Going Through the Barrier: Coupled Disulfide Exchange Reactions Promote Efficient Catalysis in Quiescin Sulfhydryl Oxidase [Protein Structure and Folding]

December 30th, 2013 by Israel, B. A., Kodali, V. K., Thorpe, C.

The Quiescin-sulfhydryl oxidase (QSOX) family of enzymes generate disulfide bonds in peptides and proteins with the reduction of oxygen to hydrogen peroxide. Determination of the potentials of the redox centers in Trypanosoma brucei QSOX provides a context for understanding catalysis by this facile oxidant of protein thiols.

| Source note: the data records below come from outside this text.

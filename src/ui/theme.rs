use ratatui::style::Color;

pub struct Theme {
    pub fg: Color,
    pub primary: Color,   // Blue
    pub secondary: Color, // Orange
    pub comment: Color,   // Grey
    pub success: Color,   // Green
    pub error: Color,     // Red
    pub keyword: Color,
    pub string: Color,
    pub number: Color,
    pub border_focused: Color,
    pub border_normal: Color,
    pub current_line_bg: Color,
    pub function: Color,
    pub type_name: Color, // Cyan for type names
    pub echo: Color,      // Pink for echoed input
}

pub const DEFAULT_THEME: Theme = Theme {
    fg: Color::Rgb(205, 214, 244),
    primary: Color::Rgb(137, 180, 250),   // Blue
    secondary: Color::Rgb(250, 179, 135), // Orange
    comment: Color::Rgb(108, 112, 134),
    success: Color::Rgb(166, 227, 161),
    error: Color::Rgb(243, 139, 168),
    keyword: Color::Rgb(137, 180, 250),        // Blue for keywords
    string: Color::Rgb(250, 179, 135),         // Orange for strings
    number: Color::Rgb(250, 179, 135),         // Orange for numbers
    border_focused: Color::Rgb(249, 226, 175), // Yellow border for focus
    border_normal: Color::Rgb(108, 112, 134),  // Grey border for normal
    current_line_bg: Color::Rgb(50, 50, 70),   // Slightly lighter BG for current line
    function: Color::Rgb(249, 226, 175),       // Yellow for cout/cin/scanf
    type_name: Color::Rgb(148, 226, 213),      // Cyan/teal for type names
    echo: Color::Rgb(245, 194, 231),
};
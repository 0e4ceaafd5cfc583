//! Runtime value representation
//!
//! Programs only ever hold two kinds of value:
//!
//! - [`Value::Int`]: set by a loop initializer, a loop increment, or an
//!   integer `scanf` placeholder
//! - [`Value::Str`]: everything read from input
//!
//! Printing goes through [`Value`]'s `Display`; comparisons go through
//! [`Value::as_number`].

use std::fmt;

#[derive(Debug, Clone, PartialEq, Eq)]
pub enum Value {
    Int(i64),
    Str(String),
}

impl Value {
    /// Numeric view used by loop conditions and increments.
    /// Strings are parsed after trimming; `None` if that fails.
    pub fn as_number(&self) -> Option<i64> {
        match self {
            Value::Int(n) => Some(*n),
            Value::Str(s) => s.trim().parse().ok(),
        }
    }

    pub fn as_int(&self) -> Option<i64> {
        match self {
            Value::Int(n) => Some(*n),
            Value::Str(_) => None,
        }
    }

    /// Short type label for the variables pane
    pub fn kind(&self) -> &'static str {
        match self {
            Value::Int(_) => "int",
            Value::Str(_) => "str",
        }
    }
}

impl fmt::Display for Value {
    fn fmt(&self, f: &mut fmt::Formatter<'_>) -> fmt::Result {
        match self {
            Value::Int(n) => write!(f, "{}", n),
            Value::Str(s) => f.write_str(s),
        }
    }
}

impl From<i64> for Value {
    fn from(n: i64) -> Self {
        Value::Int(n)
    }
}

impl From<&str> for Value {
    fn from(s: &str) -> Self {
        Value::Str(s.to_string())
    }
}
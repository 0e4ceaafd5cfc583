//! Source tokenizer
//!
//! This module turns beginner C++ source text into a [`ast::Program`]:
//! - [`lexer`]: Lexing (source text → lexemes)
//! - [`parse`]: Block-structure pass and the [`parse::Tokenizer`] entry point
//! - [`statements`]: Recognizers for `cout`, `cin`, `scanf`, `gets`, `getchar`
//! - `loops`: `for` header parsing
//! - [`ast`]: Token and program definitions
//!
//! # Supported subset
//!
//! Inside `int main()` the tokenizer recognizes print chains, reads and
//! counting `for` loops. Declarations, assignments and other control flow
//! produce no tokens; the ones with a visible effect in real C++ are listed
//! in [`ast::Program::skipped`] so front ends can point them out.
//!
//! Structural problems (no `main`, unbalanced braces, malformed loop headers)
//! are the only failures; see [`parse::StructuralError`].

pub mod ast;
pub mod lexer;
mod loops;
pub mod parse;
pub mod statements;

pub use parse::{tokenize, StructuralError, Tokenizer};
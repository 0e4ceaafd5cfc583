//! Input line rendering

use crate::ui::theme::DEFAULT_THEME;
use ratatui::{
    layout::{Position, Rect},
    style::{Modifier, Style},
    text::{Line, Span},
    widgets::{Block, Borders, Paragraph},
    Frame,
};

/// Render the input box. With `prompt` set the box is active, shows the
/// typed `buffer` and places the cursor after it.
pub fn render_input_pane(frame: &mut Frame, area: Rect, prompt: Option<&str>, buffer: &str) {
    let Some(prompt) = prompt else {
        let block = Block::default()
            .title(" Input ")
            .borders(Borders::ALL)
            .border_style(Style::default().fg(DEFAULT_THEME.border_normal));
        let paragraph = Paragraph::new("(the program is not waiting for input)")
            .block(block)
            .style(Style::default().fg(DEFAULT_THEME.comment));
        frame.render_widget(paragraph, area);
        return;
    };

    let block = Block::default()
        .title(format!(" Input: {} ", prompt))
        .borders(Borders::ALL)
        .border_style(
            Style::default()
                .fg(DEFAULT_THEME.secondary)
                .add_modifier(Modifier::BOLD),
        );

    let line = Line::from(vec![
        Span::styled("> ", Style::default().fg(DEFAULT_THEME.secondary)),
        Span::styled(buffer.to_string(), Style::default().fg(DEFAULT_THEME.fg)),
    ]);
    frame.render_widget(Paragraph::new(line).block(block), area);

    let cursor_x = area.x + 3 + buffer.chars().count() as u16;
    let max_x = area.x + area.width.saturating_sub(2);
    frame.set_cursor_position(Position::new(cursor_x.min(max_x), area.y + 1));
}
//! Runtime error types
//!
//! [`RuntimeError`] covers faults that stop a run after it started. They never
//! escape [`ExecutionState::resume`](crate::interpreter::ExecutionState::resume):
//! the engine turns them into a diagnostic line on the console.
//!
//! [`InputError`] is the only error a caller of the engine can see, and only
//! when it supplies input at the wrong time.

use crate::parser::ast::SourceLocation;
use thiserror::Error;

#[derive(Debug, Clone, PartialEq, Eq, Error)]
pub enum RuntimeError {
    /// A loop end was reached whose loop is not the innermost active one
    #[error("the end of a loop was reached without its start")]
    LoopMismatch { location: SourceLocation },

    /// `i++` on a variable holding text
    #[error("cannot add 1 to '{name}' because it holds \"{value}\", not a number")]
    NonNumericIncrement {
        name: String,
        value: String,
        location: SourceLocation,
    },

    #[error("'{name}' became too large to count")]
    IntegerOverflow {
        name: String,
        location: SourceLocation,
    },

    /// The step guard tripped
    #[error("too many steps ({limit}), the program may be stuck in a loop")]
    StepLimitExceeded {
        limit: usize,
        location: SourceLocation,
    },
}

impl RuntimeError {
    pub fn location(&self) -> Option<&SourceLocation> {
        match self {
            RuntimeError::LoopMismatch { location } => Some(location),
            RuntimeError::NonNumericIncrement { location, .. } => Some(location),
            RuntimeError::IntegerOverflow { location, .. } => Some(location),
            RuntimeError::StepLimitExceeded { location, .. } => Some(location),
        }
    }

    /// The console form of this error
    pub fn diagnostic(&self) -> String {
        match self.location() {
            Some(location) => format!("Runtime error (line {}): {}", location.line, self),
            None => format!("Runtime error: {}", self),
        }
    }
}

#[derive(Debug, Clone, PartialEq, Eq, Error)]
pub enum InputError {
    #[error("the program is not waiting for input")]
    NotAwaitingInput,
}

#[cfg(test)]
mod tests {
    use super::*;

    #[test]
    fn test_diagnostic_carries_line() {
        let err = RuntimeError::NonNumericIncrement {
            name: "i".to_string(),
            value: "abc".to_string(),
            location: SourceLocation::new(7, 9),
        };
        assert_eq!(
            err.diagnostic(),
            "Runtime error (line 7): cannot add 1 to 'i' because it holds \"abc\", not a number"
        );
    }
}
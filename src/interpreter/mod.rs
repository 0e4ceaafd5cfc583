//! Execution engine
//!
//! This module provides the resumable interpreter:
//! - [`engine`]: [`ExecutionState`] with `start` / `resume` / `supply_input`
//! - [`errors`]: Runtime and input error types
//! - [`constants`]: Defaults and console messages
//!
//! # Execution Model
//!
//! The engine walks the token list with a program counter. It runs until the
//! program ends, a runtime fault halts it, or it reaches a read, where it
//! returns control to the caller. The caller answers with
//! [`ExecutionState::supply_input`], which continues the run.
//!
//! Runtime faults never surface as `Err`; they become a diagnostic line on
//! the console.

pub mod constants;
pub mod engine;
pub mod errors;
mod expressions;
mod loops;
mod statements;

pub use engine::{ExecutionState, LoopFrame, PendingRead, Status};
pub use errors::{InputError, RuntimeError};
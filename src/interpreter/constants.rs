// Constants for the simulated console

/// Default step guard: tokens one `resume` call may execute
pub const DEFAULT_MAX_STEPS: usize = 100_000;

/// Printed for a variable that has never been assigned
pub const UNDEFINED_MARKER: &str = "[undefined]";

/// Terminal line appended when a run reaches the end of its tokens
pub const FINISHED_MESSAGE: &str = "Program finished, exit code 0";

/// Terminal line used instead when the program printed nothing
pub const FINISHED_NO_OUTPUT_MESSAGE: &str = "Program finished with no output";
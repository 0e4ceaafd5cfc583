//! Variable store
//!
//! Programs have a single flat scope (everything lives in `main`), so the
//! store is one map plus the order in which names were first assigned. The
//! order is what the variables pane shows.

use super::value::Value;
use rustc_hash::FxHashMap;

#[derive(Debug, Clone, Default)]
pub struct VariableStore {
    values: FxHashMap<String, Value>,
    insertion_order: Vec<String>,
}

impl VariableStore {
    pub fn new() -> Self {
        Self::default()
    }

    pub fn get(&self, name: &str) -> Option<&Value> {
        self.values.get(name)
    }

    /// Assign a variable, creating it on first use
    pub fn set(&mut self, name: &str, value: Value) {
        if let Some(slot) = self.values.get_mut(name) {
            *slot = value;
            return;
        }
        self.insertion_order.push(name.to_string());
        self.values.insert(name.to_string(), value);
    }

    pub fn contains(&self, name: &str) -> bool {
        self.values.contains_key(name)
    }

    /// Variables in first-assignment order
    pub fn iter(&self) -> impl Iterator<Item = (&str, &Value)> {
        self.insertion_order
            .iter()
            .filter_map(|name| self.values.get(name).map(|v| (name.as_str(), v)))
    }

    pub fn len(&self) -> usize {
        self.values.len()
    }

    pub fn is_empty(&self) -> bool {
        self.values.is_empty()
    }
}
//! Console pane rendering

use crate::console::{Console, Stream};
use crate::interpreter::constants::{FINISHED_MESSAGE, FINISHED_NO_OUTPUT_MESSAGE};
use crate::ui::theme::DEFAULT_THEME;
use ratatui::{
    layout::Rect,
    style::{Modifier, Style},
    text::{Line, Span},
    widgets::{Block, Borders, List, ListItem, Padding, Paragraph},
    Frame,
};

/// Render the console pane.
///
/// `scroll_offset` is clamped here, so callers can set it to `usize::MAX`
/// to follow the newest output.
pub fn render_terminal_pane(
    frame: &mut Frame,
    area: Rect,
    console: &Console,
    is_focused: bool,
    scroll_offset: &mut usize,
) {
    let border_style = if is_focused {
        Style::default()
            .fg(DEFAULT_THEME.border_focused)
            .add_modifier(Modifier::BOLD)
    } else {
        Style::default().fg(DEFAULT_THEME.border_normal)
    };

    let block = Block::default()
        .title(" Console ")
        .borders(Borders::ALL)
        .border_style(border_style);

    let lines = console.lines();

    if lines.is_empty() {
        let paragraph = Paragraph::new("(no output)")
            .block(block)
            .style(Style::default().fg(DEFAULT_THEME.comment));
        frame.render_widget(paragraph, area);
        return;
    }

    let block = block.padding(Padding::new(1, 0, 0, 0));
    let all_items: Vec<ListItem> = lines
        .into_iter()
        .map(|line| {
            let spans: Vec<Span> = line
                .spans
                .into_iter()
                .map(|(stream, text)| {
                    let style = stream_style(stream, &text);
                    Span::styled(text, style)
                })
                .collect();
            ListItem::new(Line::from(spans))
        })
        .collect();

    let total_items = all_items.len();
    let visible_height = area.height.saturating_sub(2).max(1) as usize;

    if total_items > visible_height {
        *scroll_offset = (*scroll_offset).min(total_items - visible_height);
    } else {
        *scroll_offset = 0;
    }

    let visible_items: Vec<ListItem> = all_items
        .into_iter()
        .skip(*scroll_offset)
        .take(visible_height)
        .collect();

    let list = List::new(visible_items).block(block);
    frame.render_widget(list, area);
}

fn stream_style(stream: Stream, text: &str) -> Style {
    match stream {
        Stream::Program => Style::default().fg(DEFAULT_THEME.fg),
        Stream::Echo => Style::default()
            .fg(DEFAULT_THEME.echo)
            .add_modifier(Modifier::BOLD),
        Stream::System if text == FINISHED_MESSAGE || text == FINISHED_NO_OUTPUT_MESSAGE => {
            Style::default()
                .fg(DEFAULT_THEME.success)
                .add_modifier(Modifier::ITALIC)
        }
        Stream::System => Style::default()
            .fg(DEFAULT_THEME.error)
            .add_modifier(Modifier::BOLD),
    }
}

The CxxC motif of the thioredoxin domain is comparatively oxidizing (E°' of -144 mV), consistent with an ability to transfer disulfide bonds to a broad range of thiol substrates. In contrast, the proximal CxxC disulfide in the ERV domain of TbQSOX is strongly reducing (E°' of -273 mV) representing a major apparent thermodynamic barrier to overall catalysis. Reduction of the oxidizing FAD cofactor (E°' of -153 mV) is followed by the strongly favorable reduction of molecular oxygen. The role of a mixed-disulfide intermediate between thioredoxin and ERV domains was highlighted by rapid reaction studies in which the wild-type CGAC motif in the TRX domain of TbQSOX was replaced by the more oxidizing CPHC or more reducing CGPC sequences. Mixed-disulfide bond formation is accompanied by the generation of a charge-transfer complex with the flavin cofactor. This provides thermodynamic coupling between the three redox centers of QSOX and avoids the strongly uphill mismatch between the formal potentials of the thioredoxin and ERV disulfides. This work identifies intriguing mechanistic parallels between the eukaryotic QSOX enzymes and the DsbA/B system catalyzing disulfide bond generation in the bacterial periplasm, and suggests that the strategy of linked disulfide exchanges may be exploited in other catalysts of oxidative protein folding.